Yeah, well, there isn't going to be any of that here, either. Even if McCoy didn't give a rat's ass about my bony knees and floppy legs with all the tone of a noodle and the curvaceousness of a ruler, he wouldn't be interested. Doctors don't shit where they eat. They don't fuck what they fix, either. So I can wish all I want, but it's just going to be another childish daydream.
She tried to ignore the heat of his palm as it splayed between her shoulder blades and swallowed the renewed impulse to ask him if he were mad at her, a child begging pardon for some unknown sin. Her legs twitched with the need to draw up to her chest, and she was miserably relieved when Nurse Ogawa appeared with a scrub top and a fresh set of sheets.
"All right, Miss Walker," she said with brisk cheer. "Let's get you squared away here." She held out her hands, and Rosalie curled her fingers around her slender forearms and scissored her legs until one foot fell off the bed. She huffed and sat up, and then dragged her other foot off the bed. "Well, it wasn't pretty, but it was effective. Good job," she said, and though Rosalie knew it was well meant, the effusiveness grated.
"Thank you, ma'am," she said, and brushed her hair out of her face. She waited for Dr. McCoy's more forthright assessment of her dry-land frog paddle, but none came. He was already back at his desk, nose buried in his padd. She surveyed him in bewildered consternation, and the nettling sting of rejection deepened.
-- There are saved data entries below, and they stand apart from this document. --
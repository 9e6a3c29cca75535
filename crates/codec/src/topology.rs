//! Typed views over the two cluster topology replies, layered on top of
//! [`Frame`](crate::Frame). `CLUSTER SLOTS` is a machine-parseable RESP
//! array; `CLUSTER NODES` is a single bulk string of newline-separated,
//! space-separated text records.

use bytes::Bytes;

use crate::{Error, Frame};

/// One server fronting a slot range, as reported by `CLUSTER SLOTS`.
#[derive(Debug, Clone, PartialEq, Eq)]
pub struct ServerEntry {
    pub ip: String,
    pub port: u16,
    pub id: String,
}

/// A contiguous hash-slot range and the servers that own it.
#[derive(Debug, Clone, PartialEq, Eq)]
pub struct SlotEntry {
    pub range_start: i64,
    pub range_end: i64,
    pub servers: Vec<ServerEntry>,
}

/// One record of a `CLUSTER NODES` reply.
#[derive(Debug, Clone, PartialEq, Eq)]
pub struct NodeEntry {
    pub id: String,
    pub ip: String,
    pub port: u16,
    pub cluster_bus_port: u16,
    pub flags: String,
    pub master_id: String,
    pub ping_sent: u64,
    pub pong_received: u64,
    pub config_epoch: u64,
    pub link_state: String,
    pub slots: Vec<String>,
}

fn as_bulk_string(frame: &Frame) -> Result<&[u8], Error> {
    match frame {
        Frame::BulkString(b) => Ok(b),
        _ => Err(Error::MalformedTopology),
    }
}

fn as_integer(frame: &Frame) -> Result<i64, Error> {
    match frame {
        Frame::Integer(v) => Ok(*v),
        _ => Err(Error::MalformedTopology),
    }
}

fn port_from_i64(value: i64) -> Result<u16, Error> {
    u16::try_from(value).map_err(|_| Error::MalformedTopology)
}

/// Decodes a `CLUSTER SLOTS` reply into `[SlotEntry]`.
pub fn slots_from_frame(frame: &Frame) -> Result<Vec<SlotEntry>, Error> {
    let items = match frame {
        Frame::Array(items) => items,
        _ => return Err(Error::MalformedTopology),
    };

    items.iter().map(slot_entry_from_frame).collect()
}

fn slot_entry_from_frame(frame: &Frame) -> Result<SlotEntry, Error> {
    let items = match frame {
        Frame::Array(items) if items.len() >= 3 => items,
        _ => return Err(Error::MalformedTopology),
    };

    let range_start = as_integer(&items[0])?;
    let range_end = as_integer(&items[1])?;

    let servers = items[2..]
        .iter()
        .map(server_entry_from_frame)
        .collect::<Result<Vec<_>, _>>()?;

    Ok(SlotEntry {
        range_start,
        range_end,
        servers,
    })
}

fn server_entry_from_frame(frame: &Frame) -> Result<ServerEntry, Error> {
    let items = match frame {
        Frame::Array(items) if items.len() == 3 => items,
        _ => return Err(Error::MalformedTopology),
    };

    let ip = std::str::from_utf8(as_bulk_string(&items[0])?)?.to_string();
    let port = port_from_i64(as_integer(&items[1])?)?;
    let id = std::str::from_utf8(as_bulk_string(&items[2])?)?.to_string();

    Ok(ServerEntry { ip, port, id })
}

/// Encodes `[SlotEntry]` back into a `CLUSTER SLOTS` reply frame.
pub fn slots_to_frame(slots: &[SlotEntry]) -> Frame {
    Frame::Array(
        slots
            .iter()
            .map(|slot| {
                let mut items = Vec::with_capacity(2 + slot.servers.len());
                items.push(Frame::Integer(slot.range_start));
                items.push(Frame::Integer(slot.range_end));
                items.extend(slot.servers.iter().map(server_entry_to_frame));
                Frame::Array(items)
            })
            .collect(),
    )
}

fn server_entry_to_frame(server: &ServerEntry) -> Frame {
    Frame::Array(vec![
        Frame::BulkString(Bytes::copy_from_slice(server.ip.as_bytes())),
        Frame::Integer(server.port as i64),
        Frame::BulkString(Bytes::copy_from_slice(server.id.as_bytes())),
    ])
}

/// Decodes a `CLUSTER NODES` reply into `[NodeEntry]`.
pub fn nodes_from_frame(frame: &Frame) -> Result<Vec<NodeEntry>, Error> {
    let payload = std::str::from_utf8(as_bulk_string(frame)?)?;

    payload
        .split('\n')
        .filter(|record| !record.is_empty())
        .map(node_entry_from_record)
        .collect()
}

fn node_entry_from_record(record: &str) -> Result<NodeEntry, Error> {
    let columns: Vec<&str> = record.split(' ').collect();
    if columns.len() < 8 {
        return Err(Error::MalformedTopology);
    }

    let id = columns[0].to_string();

    let (addr, cport) = columns[1]
        .split_once('@')
        .ok_or(Error::MalformedTopology)?;
    let (ip, port) = addr.rsplit_once(':').ok_or(Error::MalformedTopology)?;

    let port = port.parse::<u16>().map_err(|_| Error::MalformedTopology)?;
    let cluster_bus_port = cport.parse::<u16>().map_err(|_| Error::MalformedTopology)?;

    let flags = columns[2].to_string();
    let master_id = columns[3].to_string();
    let ping_sent = columns[4].parse().map_err(|_| Error::MalformedTopology)?;
    let pong_received = columns[5].parse().map_err(|_| Error::MalformedTopology)?;
    let config_epoch = columns[6].parse().map_err(|_| Error::MalformedTopology)?;
    let link_state = columns[7].to_string();
    let slots = columns[8..].iter().map(|s| s.to_string()).collect();

    Ok(NodeEntry {
        id,
        ip: ip.to_string(),
        port,
        cluster_bus_port,
        flags,
        master_id,
        ping_sent,
        pong_received,
        config_epoch,
        link_state,
        slots,
    })
}

fn node_entry_to_record(node: &NodeEntry) -> String {
    let mut parts = vec![
        node.id.clone(),
        format!("{}:{}@{}", node.ip, node.port, node.cluster_bus_port),
        node.flags.clone(),
        node.master_id.clone(),
        node.ping_sent.to_string(),
        node.pong_received.to_string(),
        node.config_epoch.to_string(),
        node.link_state.clone(),
    ];
    parts.extend(node.slots.iter().cloned());
    parts.join(" ")
}

/// Encodes `[NodeEntry]` back into a `CLUSTER NODES` reply frame: records
/// joined by `\n`, wrapped in a single bulk string, with a trailing `\n`.
pub fn nodes_to_frame(nodes: &[NodeEntry]) -> Frame {
    let mut body = nodes
        .iter()
        .map(node_entry_to_record)
        .collect::<Vec<_>>()
        .join("\n");
    body.push('\n');

    Frame::BulkString(Bytes::from(body.into_bytes()))
}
She clutched the edge of the bed while Nurse Ogawa arranged her chair in preparation for her imminent transfer, and when she turned and held out her arms, she gripped her wrists and slid off. The nurse was smaller than Dr. McCoy, and far less solid, and they swayed precariously for a moment until she found her center of gravity. Then it was an awkward, shuffling box-step to the chair.
"Stop dragging your feet, Miss Walker," he grunted from his desk. "You know better."
That doesn't mean I can do better right now, she thought peevishly, but she bit her lip and doggedly lifted her feet a fraction higher.
"Good job," Ogawa encouraged mechanically. From McCoy, there was only bilious silence.
To hell with you, then, she seethed, and collapsed into her chair, and screw what he thought of her form.
She followed Ogawa into the bathroom, legs throbbing with exertion. It was small, polished steel and antiseptic, and even her sleek, new chair crowded the toilet when she pulled inside. Ogawa stood on tiptoe beside the sink, shanks wedged against the smooth, round basin to let her pass. Rosalie pulled as close to the opposite wall as she could and set her brakes, and then she raised her arms above her head without being prompted.
Ogawa pulled off the soiled top and hung it over the handrail beside the toilet, and then she handed her a damp rag. "To clean yourself up there," she explained, and gestured at her neck and chest.
"Thank you," she said tonelessly, and took the proffered cloth. She blotted at her neck and chin to rid it of the orange juice's sweet stickiness, and then she went to work on her chest and the underwire of her bra. "Don't think this is going to get it out of my hair," she said, and scrubbed at the fabric beneath her breasts.
Ogawa plucked the cloth from her and began to pat it in the ends of her hair. "Probably not," she conceded. "But that's what showers are for. I'm sure it'll all come out after your session."
I'm thirty, not three, and I'm not soft in the head. But she was too tired to squabble with the vanguard of the Florence Nightingale Auxiliary in a claustrophobic bathroom with orange juice drying on her tits, and so she bit her tongue against a sharp retort and simply said, "Yes, ma'am." Her grandmother always said politeness was a lady's most reliable defense.
She handed Ogawa the rag in exchange for the fresh scrub top and slipped it over her head.
"There now," Ogawa said with that infuriating brightness. "That's much better."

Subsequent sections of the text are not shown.